--- Description of the task ---
"fn ramp(len: usize)" appears in one line of the listing below; retype that line and every later line exactly, stopping at the end, and nothing else.

* * * * *

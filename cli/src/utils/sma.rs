//! Simple moving averages over a close-price column

use std::num::NonZeroUsize;

pub const SMA_SHORT_WINDOW: usize = 20;
pub const SMA_LONG_WINDOW: usize = 50;

/// Trailing simple moving average, one output per input value.
///
/// The window ends at the current value inclusive. The first `window - 1`
/// outputs are `None`. Each defined output is the sum of its own window
/// divided by the window length; nothing carries over between windows, so the
/// result depends only on `values`.
pub fn simple_moving_average(values: &[f64], window: NonZeroUsize) -> Vec<Option<f64>> {
    let window = window.get();
    let mut averages = Vec::with_capacity(values.len());

    averages.extend(std::iter::repeat(None).take(window.saturating_sub(1).min(values.len())));
    averages.extend(
        values
            .windows(window)
            .map(|slice| Some(slice.iter().sum::<f64>() / window as f64)),
    );

    averages
}

/// SMA with one of the fixed dashboard windows
pub fn sma_with_window(values: &[f64], window: usize) -> Vec<Option<f64>> {
    match NonZeroUsize::new(window) {
        Some(window) => simple_moving_average(values, window),
        None => vec![None; values.len()],
    }
}

#[cfg(test)]
mod tests {
    use super::*;

    fn ramp(len: usize) -> Vec<f64> {
        (0..len).map(|i| 100.0 + i as f64).collect()
    }

    #[test]
    fn test_output_length_matches_input() {
        for len in [0, 1, 19, 20, 21, 55] {
            assert_eq!(sma_with_window(&ramp(len), SMA_SHORT_WINDOW).len(), len);
            assert_eq!(sma_with_window(&ramp(len), SMA_LONG_WINDOW).len(), len);
        }
    }

    #[test]
    fn test_undefined_until_window_is_full() {
        let sma20 = sma_with_window(&ramp(55), SMA_SHORT_WINDOW);
        assert!(sma20[..19].iter().all(Option::is_none));
        assert!(sma20[19..].iter().all(Option::is_some));

        let sma50 = sma_with_window(&ramp(55), SMA_LONG_WINDOW);
        assert!(sma50[..49].iter().all(Option::is_none));
        assert!(sma50[49..].iter().all(Option::is_some));
    }

    #[test]
    fn test_linear_ramp_values() {
        let closes = ramp(55);
        let sma20 = sma_with_window(&closes, SMA_SHORT_WINDOW);
        let sma50 = sma_with_window(&closes, SMA_LONG_WINDOW);

        assert_eq!(sma20[19], Some(109.5));
        assert_eq!(sma20[54], Some(144.5));
        assert_eq!(sma50[49], Some(124.5));
        assert_eq!(sma50[54], Some(129.5));
    }

    #[test]
    fn test_matches_direct_mean_of_trailing_window() {
        let closes: Vec<f64> = (0..60).map(|i| ((i * 37) % 11) as f64 * 1.25 + 50.0).collect();
        let sma20 = sma_with_window(&closes, SMA_SHORT_WINDOW);

        for i in 19..closes.len() {
            let expected = closes[i - 19..=i].iter().sum::<f64>() / 20.0;
            assert_eq!(sma20[i], Some(expected));
        }
    }

    #[test]
    fn test_short_input_is_all_undefined() {
        assert_eq!(sma_with_window(&[101.5], SMA_SHORT_WINDOW), vec![None]);
        assert!(sma_with_window(&[], SMA_LONG_WINDOW).is_empty());
    }

    #[test]
    fn test_window_of_one_is_identity() {
        let closes = [3.0, 4.5, 6.0];
        let sma = simple_moving_average(&closes, NonZeroUsize::new(1).unwrap());
        assert_eq!(sma, vec![Some(3.0), Some(4.5), Some(6.0)]);
    }

    #[test]
    fn test_zero_window_yields_no_values() {
        assert_eq!(sma_with_window(&[1.0, 2.0], 0), vec![None, None]);
    }
}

* * * * *

--- Final answer ---
    fn ramp(len: usize) -> Vec<f64> {
        (0..len).map(|i| 100.0 + i as f64).collect()
    }

    #[test]
    fn test_output_length_matches_input() {
        for len in [0, 1, 19, 20, 21, 55] {
            assert_eq!(sma_with_window(&ramp(len), SMA_SHORT_WINDOW).len(), len);
            assert_eq!(sma_with_window(&ramp(len), SMA_LONG_WINDOW).len(), len);
        }
    }

    #[test]
    fn test_undefined_until_window_is_full() {
        let sma20 = sma_with_window(&ramp(55), SMA_SHORT_WINDOW);
        assert!(sma20[..19].iter().all(Option::is_none));
        assert!(sma20[19..].iter().all(Option::is_some));

        let sma50 = sma_with_window(&ramp(55), SMA_LONG_WINDOW);
        assert!(sma50[..49].iter().all(Option::is_none));
        assert!(sma50[49..].iter().all(Option::is_some));
    }

    #[test]
    fn test_linear_ramp_values() {
        let closes = ramp(55);
        let sma20 = sma_with_window(&closes, SMA_SHORT_WINDOW);
        let sma50 = sma_with_window(&closes, SMA_LONG_WINDOW);

        assert_eq!(sma20[19], Some(109.5));
        assert_eq!(sma20[54], Some(144.5));
        assert_eq!(sma50[49], Some(124.5));
        assert_eq!(sma50[54], Some(129.5));
    }

    #[test]
    fn test_matches_direct_mean_of_trailing_window() {
        let closes: Vec<f64> = (0..60).map(|i| ((i * 37) % 11) as f64 * 1.25 + 50.0).collect();
        let sma20 = sma_with_window(&closes, SMA_SHORT_WINDOW);

        for i in 19..closes.len() {
            let expected = closes[i - 19..=i].iter().sum::<f64>() / 20.0;
            assert_eq!(sma20[i], Some(expected));
        }
    }

    #[test]
    fn test_short_input_is_all_undefined() {
        assert_eq!(sma_with_window(&[101.5], SMA_SHORT_WINDOW), vec![None]);
        assert!(sma_with_window(&[], SMA_LONG_WINDOW).is_empty());
    }

    #[test]
    fn test_window_of_one_is_identity() {
        let closes = [3.0, 4.5, 6.0];
        let sma = simple_moving_average(&closes, NonZeroUsize::new(1).unwrap());
        assert_eq!(sma, vec![Some(3.0), Some(4.5), Some(6.0)]);
    }

    #[test]
    fn test_zero_window_yields_no_values() {
        assert_eq!(sma_with_window(&[1.0, 2.0], 0), vec![None, None]);
    }
}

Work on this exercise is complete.